WHAT YOU ARE ASKED TO DO = Repeat exactly the lines of the listing below, please, starting with the first and ending with the line containing "Licensed under the"; leave out the rest.

SUPPLIED MATERIAL =
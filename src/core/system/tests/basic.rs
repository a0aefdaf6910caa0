// SPDX-License-Identifier: Apache-2.0
// Copyright 2025 itsakeyfut
//
// Licensed under the Apache License, Version 2.0 (the "License");
// you may not use this file except in compliance with the License.
// You may obtain a copy of the License at
//
//     http://www.apache.org/licenses/LICENSE-2.0
//
// Unless required by applicable law or agreed to in writing, software
// distributed under the License is distributed on an "AS IS" BASIS,
// WITHOUT WARRANTIES OR CONDITIONS OF ANY KIND, either express or implied.
// See the License for the specific language governing permissions and
// limitations under the License.

//! Basic system functionality tests

use super::*;

#[test]
fn test_system_initialization() {
    let system = System::new(EmulatorConfig::default());
    assert_eq!(system.pc(), CPU::BOOT_VECTOR);
    assert_eq!(system.cycles(), 0);
    assert!(!system.is_running());
    assert!(system.header().is_none());
    assert!(!system.bus().has_rom());
}

#[test]
fn test_load_rom_boots_at_header_address() {
    let mut system = System::new(EmulatorConfig::default());

    let header = system.load_rom(test_rom(&[])).unwrap();

    assert_eq!(header.name, "TESTROM");
    assert_eq!(header.boot_address, BOOT);
    assert_eq!(system.pc(), BOOT);
    assert_eq!(system.boot_address(), BOOT);
    assert_eq!(system.header().map(|h| h.name.as_str()), Some("TESTROM"));
}

#[test]
fn test_start_uses_boot_address() {
    let mut image = test_rom(&[]);
    image[0x08..0x0C].copy_from_slice(&0x8000_1000u32.to_be_bytes());

    let mut system = System::new(EmulatorConfig::default());
    let header = system.load_rom(image).unwrap();
    system.start();

    assert_eq!(header.boot_address, 0x8000_1000);
    assert_eq!(system.pc(), 0x8000_1000);
    assert!(system.is_running());
}

#[test]
fn test_invalid_rom_leaves_system_untouched() {
    let mut system = system_with(&SPIN);
    system.step_n(3).unwrap();
    let pc = system.pc();

    let result = system.load_rom(vec![0xFFu8; 0x1000]);

    assert!(matches!(
        result,
        Err(EmulatorError::InvalidRomMagic { magic: 0xFFFF_FFFF })
    ));
    assert_eq!(system.pc(), pc);
    assert_eq!(system.cycles(), 3);
    assert_eq!(system.header().map(|h| h.name.as_str()), Some("TESTROM"));
}

#[test]
fn test_short_rom_rejected() {
    let mut system = System::new(EmulatorConfig::default());
    let result = system.load_rom(vec![0x80, 0x37, 0x12, 0x40]);
    assert!(matches!(result, Err(EmulatorError::RomTooSmall { .. })));
    assert!(!system.bus().has_rom());
}

#[test]
fn test_little_endian_rom_is_normalized() {
    let big = test_rom(&[0x2401_0005]);
    let little: Vec<u8> = big
        .chunks(4)
        .flat_map(|c| [c[3], c[2], c[1], c[0]])
        .collect();

    let mut system = System::new(EmulatorConfig::default());
    let header = system.load_rom(little).unwrap();

    assert_eq!(header.name, "TESTROM");
    assert_eq!(system.bus().rom(), &big[..]);

    system.step().unwrap();
    assert_eq!(system.cpu().reg(1), 5);
}

#[test]
fn test_reset_clears_ram_keeps_rom() {
    let mut system = system_with(&SPIN);
    system.bus_mut().write32(0x0000_0100, 0xDEAD_BEEF);
    system.step_n(5).unwrap();

    system.reset();

    assert_eq!(system.bus().read32(0x0000_0100), 0);
    assert_eq!(system.bus().read32(BOOT), SPIN[0]);
    assert_eq!(system.pc(), BOOT);
    assert_eq!(system.cycles(), 0);
    assert!(!system.is_running());
}

#[test]
fn test_pause_resume_keep_state() {
    let mut system = system_with(&SPIN);
    system.start();
    system.step_n(3).unwrap();

    system.pause();
    assert!(!system.is_running());
    assert_eq!(system.cycles(), 3);

    system.resume();
    assert!(system.is_running());
    assert_eq!(system.cycles(), 3);
}

#[test]
fn test_config_enables_overflow_trap() {
    let mut config = EmulatorConfig::default();
    config.cpu.trap_on_overflow = true;

    let mut system = System::new(config);
    system
        .load_rom(test_rom(&[
            0x3C01_7FFF, // lui r1, 0x7FFF
            0x3421_FFFF, // ori r1, r1, 0xFFFF
            0x2022_0001, // addi r2, r1, 1
        ]))
        .unwrap();
    assert!(system.config().cpu.trap_on_overflow);

    system.step_n(3).unwrap();

    assert_eq!(system.pc(), CPU::EXCEPTION_VECTOR);
    assert_eq!(system.cpu().reg(2), 0);
    assert_eq!(
        system.cpu().cop0().read(crate::core::cpu::COP0::EPC),
        BOOT + 8
    );
}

ANSWER SECTION =
filename src/core/system/tests/basic.rs
repository a0aefdaf6910caa0
// SPDX-License-Identifier: Apache-2.0
// Copyright 2025 itsakeyfut
//
// Licensed under the Apache License, Version 2.0 (the "License");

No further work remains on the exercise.